Stored data
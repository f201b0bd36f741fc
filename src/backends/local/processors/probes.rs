// Copyright (c) 2025 Steve Wagner (ciroque@live.com)
// SPDX-License-Identifier: MIT

use serde_json::Value;

use super::float_input;
use crate::data::{DataType, TypedData};
use crate::engine::Parameters;
use crate::errors::ProcessorError;
use crate::traits::{DataProbe, ProcessorInfo};

/// Reports the float value itself.
pub struct FloatValueProbe;

impl ProcessorInfo for FloatValueProbe {
    fn name(&self) -> &str {
        "float_value_probe"
    }
}

impl DataProbe for FloatValueProbe {
    fn input_type(&self) -> DataType {
        DataType::Float
    }

    fn probe(&self, data: &TypedData, _params: &Parameters) -> Result<Value, ProcessorError> {
        Ok(Value::from(float_input(self.name(), data)?))
    }
}

/// Reports the runtime type tag of any value.
pub struct DataTypeProbe;

impl ProcessorInfo for DataTypeProbe {
    fn name(&self) -> &str {
        "data_type_probe"
    }
}

impl DataProbe for DataTypeProbe {
    fn input_type(&self) -> DataType {
        DataType::Any
    }

    fn probe(&self, data: &TypedData, _params: &Parameters) -> Result<Value, ProcessorError> {
        Ok(Value::from(data.data_type().as_str()))
    }
}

• _WHAT YOU ARE ASKED TO DO_
Return every record exactly as it was given.

• _SOLUTION TO THE PROBLEM_
repository f201b0bd36f741fc
filename src/backends/local/processors/probes.rs
// Copyright (c) 2025 Steve Wagner (ciroque@live.com)
// SPDX-License-Identifier: MIT

use serde_json::Value;

use super::float_input;
use crate::data::{DataType, TypedData};
use crate::engine::Parameters;
use crate::errors::ProcessorError;
use crate::traits::{DataProbe, ProcessorInfo};

/// Reports the float value itself.
pub struct FloatValueProbe;

impl ProcessorInfo for FloatValueProbe {
    fn name(&self) -> &str {
        "float_value_probe"
    }
}

impl DataProbe for FloatValueProbe {
    fn input_type(&self) -> DataType {
        DataType::Float
    }

    fn probe(&self, data: &TypedData, _params: &Parameters) -> Result<Value, ProcessorError> {
        Ok(Value::from(float_input(self.name(), data)?))
    }
}

/// Reports the runtime type tag of any value.
pub struct DataTypeProbe;

impl ProcessorInfo for DataTypeProbe {
    fn name(&self) -> &str {
        "data_type_probe"
    }
}

impl DataProbe for DataTypeProbe {
    fn input_type(&self) -> DataType {
        DataType::Any
    }

    fn probe(&self, data: &TypedData, _params: &Parameters) -> Result<Value, ProcessorError> {
        Ok(Value::from(data.data_type().as_str()))
    }
}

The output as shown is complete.